* [Try it] The count of lines below that include the string "PathBuf" is the whole answer; write it alone.

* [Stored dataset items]
****************************************
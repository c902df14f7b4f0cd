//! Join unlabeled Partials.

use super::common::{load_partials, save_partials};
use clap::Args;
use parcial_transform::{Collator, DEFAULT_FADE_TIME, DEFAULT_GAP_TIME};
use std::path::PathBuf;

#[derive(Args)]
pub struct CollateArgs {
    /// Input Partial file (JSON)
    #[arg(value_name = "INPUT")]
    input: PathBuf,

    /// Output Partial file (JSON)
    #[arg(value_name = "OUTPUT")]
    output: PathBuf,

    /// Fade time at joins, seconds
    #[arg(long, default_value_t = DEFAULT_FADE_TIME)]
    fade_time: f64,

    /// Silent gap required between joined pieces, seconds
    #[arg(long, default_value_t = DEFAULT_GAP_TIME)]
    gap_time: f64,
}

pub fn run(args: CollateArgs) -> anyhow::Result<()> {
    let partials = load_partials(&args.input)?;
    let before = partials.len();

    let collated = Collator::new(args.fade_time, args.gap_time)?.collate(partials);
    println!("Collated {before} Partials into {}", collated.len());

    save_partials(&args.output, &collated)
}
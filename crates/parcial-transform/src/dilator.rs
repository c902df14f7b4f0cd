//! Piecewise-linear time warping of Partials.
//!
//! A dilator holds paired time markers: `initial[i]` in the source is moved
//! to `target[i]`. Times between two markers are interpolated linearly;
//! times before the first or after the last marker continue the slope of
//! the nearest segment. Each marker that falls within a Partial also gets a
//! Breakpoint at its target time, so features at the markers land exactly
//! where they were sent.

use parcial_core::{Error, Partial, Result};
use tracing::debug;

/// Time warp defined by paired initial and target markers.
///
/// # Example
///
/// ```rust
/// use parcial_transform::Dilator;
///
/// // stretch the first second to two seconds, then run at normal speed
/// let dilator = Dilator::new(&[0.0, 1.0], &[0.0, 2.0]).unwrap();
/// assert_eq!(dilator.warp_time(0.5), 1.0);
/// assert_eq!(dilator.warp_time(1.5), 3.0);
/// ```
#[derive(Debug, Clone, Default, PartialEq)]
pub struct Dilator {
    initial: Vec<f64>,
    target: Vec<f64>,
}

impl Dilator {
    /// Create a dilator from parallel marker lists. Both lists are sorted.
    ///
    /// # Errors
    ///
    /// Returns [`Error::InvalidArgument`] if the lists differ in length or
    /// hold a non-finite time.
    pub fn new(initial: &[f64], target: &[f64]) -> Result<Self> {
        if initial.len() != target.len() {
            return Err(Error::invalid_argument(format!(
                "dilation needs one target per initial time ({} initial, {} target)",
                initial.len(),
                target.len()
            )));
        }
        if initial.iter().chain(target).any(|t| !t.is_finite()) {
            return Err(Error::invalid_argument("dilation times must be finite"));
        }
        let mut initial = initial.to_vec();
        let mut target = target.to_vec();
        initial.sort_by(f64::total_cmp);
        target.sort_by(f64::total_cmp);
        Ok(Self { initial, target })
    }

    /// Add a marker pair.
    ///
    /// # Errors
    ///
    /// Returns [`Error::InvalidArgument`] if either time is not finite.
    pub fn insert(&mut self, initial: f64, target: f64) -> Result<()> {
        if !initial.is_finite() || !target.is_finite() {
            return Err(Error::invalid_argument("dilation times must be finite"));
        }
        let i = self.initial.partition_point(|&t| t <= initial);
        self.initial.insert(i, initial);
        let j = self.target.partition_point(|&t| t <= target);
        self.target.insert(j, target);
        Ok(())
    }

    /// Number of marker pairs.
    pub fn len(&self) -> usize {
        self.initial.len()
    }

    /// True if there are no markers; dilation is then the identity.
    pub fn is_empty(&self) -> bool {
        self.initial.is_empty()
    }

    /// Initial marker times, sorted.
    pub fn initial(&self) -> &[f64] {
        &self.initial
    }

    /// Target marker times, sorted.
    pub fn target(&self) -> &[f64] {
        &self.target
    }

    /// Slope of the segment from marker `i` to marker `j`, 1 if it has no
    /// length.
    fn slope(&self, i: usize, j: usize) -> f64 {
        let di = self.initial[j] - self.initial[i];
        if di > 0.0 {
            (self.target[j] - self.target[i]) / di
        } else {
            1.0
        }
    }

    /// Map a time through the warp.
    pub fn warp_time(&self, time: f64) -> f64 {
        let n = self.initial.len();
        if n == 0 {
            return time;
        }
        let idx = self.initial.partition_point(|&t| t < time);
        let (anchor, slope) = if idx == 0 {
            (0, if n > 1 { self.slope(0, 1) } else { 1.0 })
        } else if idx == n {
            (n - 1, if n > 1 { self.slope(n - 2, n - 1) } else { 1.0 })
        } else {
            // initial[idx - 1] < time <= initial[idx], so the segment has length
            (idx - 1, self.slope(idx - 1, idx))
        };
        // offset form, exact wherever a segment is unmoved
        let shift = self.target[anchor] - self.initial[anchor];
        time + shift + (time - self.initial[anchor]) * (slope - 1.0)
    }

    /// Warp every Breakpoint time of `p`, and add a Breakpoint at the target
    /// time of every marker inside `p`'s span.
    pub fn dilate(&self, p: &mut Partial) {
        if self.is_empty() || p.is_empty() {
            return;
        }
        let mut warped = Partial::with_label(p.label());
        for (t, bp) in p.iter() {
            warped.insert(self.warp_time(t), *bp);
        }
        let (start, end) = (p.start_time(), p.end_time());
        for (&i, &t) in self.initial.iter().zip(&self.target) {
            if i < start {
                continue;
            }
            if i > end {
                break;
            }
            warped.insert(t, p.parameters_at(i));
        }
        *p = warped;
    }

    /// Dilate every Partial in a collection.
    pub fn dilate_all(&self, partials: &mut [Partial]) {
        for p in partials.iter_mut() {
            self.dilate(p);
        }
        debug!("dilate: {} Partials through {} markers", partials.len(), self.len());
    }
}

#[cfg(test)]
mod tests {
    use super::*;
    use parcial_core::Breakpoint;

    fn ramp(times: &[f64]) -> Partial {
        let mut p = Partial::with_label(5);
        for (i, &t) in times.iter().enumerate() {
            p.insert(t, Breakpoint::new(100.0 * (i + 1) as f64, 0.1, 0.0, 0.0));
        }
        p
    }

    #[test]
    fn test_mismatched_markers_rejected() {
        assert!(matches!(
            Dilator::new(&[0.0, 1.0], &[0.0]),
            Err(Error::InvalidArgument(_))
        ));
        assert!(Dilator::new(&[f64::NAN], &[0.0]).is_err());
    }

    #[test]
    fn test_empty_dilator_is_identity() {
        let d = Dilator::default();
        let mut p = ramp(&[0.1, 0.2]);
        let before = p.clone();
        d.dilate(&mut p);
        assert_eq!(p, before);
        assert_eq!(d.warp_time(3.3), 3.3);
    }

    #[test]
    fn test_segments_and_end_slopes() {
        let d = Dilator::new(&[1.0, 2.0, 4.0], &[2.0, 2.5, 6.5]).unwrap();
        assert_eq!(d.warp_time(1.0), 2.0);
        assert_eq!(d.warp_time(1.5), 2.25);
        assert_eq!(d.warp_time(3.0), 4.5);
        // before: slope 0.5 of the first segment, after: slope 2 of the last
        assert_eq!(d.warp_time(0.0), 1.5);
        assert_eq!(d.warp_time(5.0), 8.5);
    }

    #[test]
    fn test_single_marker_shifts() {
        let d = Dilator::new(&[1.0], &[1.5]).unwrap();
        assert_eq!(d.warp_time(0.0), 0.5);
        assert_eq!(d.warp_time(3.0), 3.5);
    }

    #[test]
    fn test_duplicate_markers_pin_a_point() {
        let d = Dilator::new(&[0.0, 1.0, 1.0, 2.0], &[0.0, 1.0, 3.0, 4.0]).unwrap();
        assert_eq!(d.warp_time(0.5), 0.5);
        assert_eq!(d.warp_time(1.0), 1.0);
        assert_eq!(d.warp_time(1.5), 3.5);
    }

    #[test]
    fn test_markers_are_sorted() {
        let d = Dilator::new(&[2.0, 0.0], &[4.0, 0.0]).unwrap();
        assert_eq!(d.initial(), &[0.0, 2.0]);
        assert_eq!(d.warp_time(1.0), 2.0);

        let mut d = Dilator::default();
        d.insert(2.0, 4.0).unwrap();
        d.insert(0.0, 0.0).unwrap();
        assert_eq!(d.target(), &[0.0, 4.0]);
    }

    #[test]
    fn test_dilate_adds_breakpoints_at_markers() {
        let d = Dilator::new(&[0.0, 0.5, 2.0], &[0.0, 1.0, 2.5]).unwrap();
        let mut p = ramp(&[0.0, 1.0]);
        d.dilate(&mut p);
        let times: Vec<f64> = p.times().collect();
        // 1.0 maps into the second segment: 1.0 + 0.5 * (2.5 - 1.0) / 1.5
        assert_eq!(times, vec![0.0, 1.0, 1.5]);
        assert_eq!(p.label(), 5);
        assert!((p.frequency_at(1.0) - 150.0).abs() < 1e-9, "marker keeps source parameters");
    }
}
****************************************
* [Solution] 3